Task instructions
Reproduce the entries in full, with no changes.

Excerpted data
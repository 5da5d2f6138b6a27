//! Error types for source loading.
//!
//! Every variant means the source cannot be used at all; the run stops
//! before any stage of the pipeline executes.

use std::path::PathBuf;
use thiserror::Error;

/// Errors that can occur while loading a source extract.
#[derive(Debug, Error)]
pub enum IngestError {
    // === File System Errors ===
    /// Source file not found.
    #[error("source file not found: {path}")]
    FileNotFound { path: PathBuf },

    /// Failed to read file.
    #[error("failed to read file {path}: {source}")]
    FileRead {
        path: PathBuf,
        #[source]
        source: std::io::Error,
    },

    // === Text Decoding Errors ===
    /// The configured encoding label is not known.
    #[error("unsupported encoding '{label}' for {path}")]
    UnsupportedEncoding { path: PathBuf, label: String },

    /// File content is not valid in the configured encoding.
    #[error("{path} is not valid {encoding}")]
    Decode {
        path: PathBuf,
        encoding: &'static str,
    },

    // === Parsing Errors ===
    /// Failed to parse delimited text.
    #[error("failed to parse CSV {path}: {message}")]
    CsvParse { path: PathBuf, message: String },

    /// Fewer lines than the configured skip count plus a header.
    #[error("no header line in {path} after skipping {skip_rows} line(s)")]
    NoHeader { path: PathBuf, skip_rows: usize },

    /// Failed to open or read a spreadsheet.
    #[error("failed to read workbook {path}: {message}")]
    Workbook { path: PathBuf, message: String },

    /// Requested worksheet does not exist.
    #[error("sheet '{sheet}' not found in {path} (available: {available})")]
    SheetNotFound {
        path: PathBuf,
        sheet: String,
        available: String,
    },

    /// Source has no header and no rows.
    #[error("source is empty: {path}")]
    EmptySource { path: PathBuf },

    // === DataFrame Errors ===
    /// Failed DataFrame operation.
    #[error("DataFrame operation failed: {message}")]
    DataFrame { message: String },
}

impl From<polars::prelude::PolarsError> for IngestError {
    fn from(err: polars::prelude::PolarsError) -> Self {
        Self::DataFrame {
            message: err.to_string(),
        }
    }
}

/// Result type for ingestion operations.
pub type Result<T> = std::result::Result<T, IngestError>;

pub(crate) fn open_error(path: &std::path::Path, error: std::io::Error) -> IngestError {
    if error.kind() == std::io::ErrorKind::NotFound {
        IngestError::FileNotFound {
            path: path.to_path_buf(),
        }
    } else {
        IngestError::FileRead {
            path: path.to_path_buf(),
            source: error,
        }
    }
}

Output
repository 5da5d2f6138b6a27
//! Error types for source loading.
//!
//! Every variant means the source cannot be used at all; the run stops
//! before any stage of the pipeline executes.

use std::path::PathBuf;
use thiserror::Error;

/// Errors that can occur while loading a source extract.
#[derive(Debug, Error)]
pub enum IngestError {
    // === File System Errors ===
    /// Source file not found.
    #[error("source file not found: {path}")]
    FileNotFound { path: PathBuf },

    /// Failed to read file.
    #[error("failed to read file {path}: {source}")]
    FileRead {
        path: PathBuf,
        #[source]
        source: std::io::Error,
    },

    // === Text Decoding Errors ===
    /// The configured encoding label is not known.
    #[error("unsupported encoding '{label}' for {path}")]
    UnsupportedEncoding { path: PathBuf, label: String },

    /// File content is not valid in the configured encoding.
    #[error("{path} is not valid {encoding}")]
    Decode {
        path: PathBuf,
        encoding: &'static str,
    },

    // === Parsing Errors ===
    /// Failed to parse delimited text.
    #[error("failed to parse CSV {path}: {message}")]
    CsvParse { path: PathBuf, message: String },

    /// Fewer lines than the configured skip count plus a header.
    #[error("no header line in {path} after skipping {skip_rows} line(s)")]
    NoHeader { path: PathBuf, skip_rows: usize },

    /// Failed to open or read a spreadsheet.
    #[error("failed to read workbook {path}: {message}")]
    Workbook { path: PathBuf, message: String },

    /// Requested worksheet does not exist.
    #[error("sheet '{sheet}' not found in {path} (available: {available})")]
    SheetNotFound {
        path: PathBuf,
        sheet: String,
        available: String,
    },

    /// Source has no header and no rows.
    #[error("source is empty: {path}")]
    EmptySource { path: PathBuf },

    // === DataFrame Errors ===
    /// Failed DataFrame operation.
    #[error("DataFrame operation failed: {message}")]
    DataFrame { message: String },
}

impl From<polars::prelude::PolarsError> for IngestError {
    fn from(err: polars::prelude::PolarsError) -> Self {
        Self::DataFrame {
            message: err.to_string(),
        }
    }
}

/// Result type for ingestion operations.
pub type Result<T> = std::result::Result<T, IngestError>;

pub(crate) fn open_error(path: &std::path::Path, error: std::io::Error) -> IngestError {
    if error.kind() == std::io::ErrorKind::NotFound {
        IngestError::FileNotFound {
            path: path.to_path_buf(),
        }
    } else {
        IngestError::FileRead {
            path: path.to_path_buf(),
            source: error,
        }
    }
}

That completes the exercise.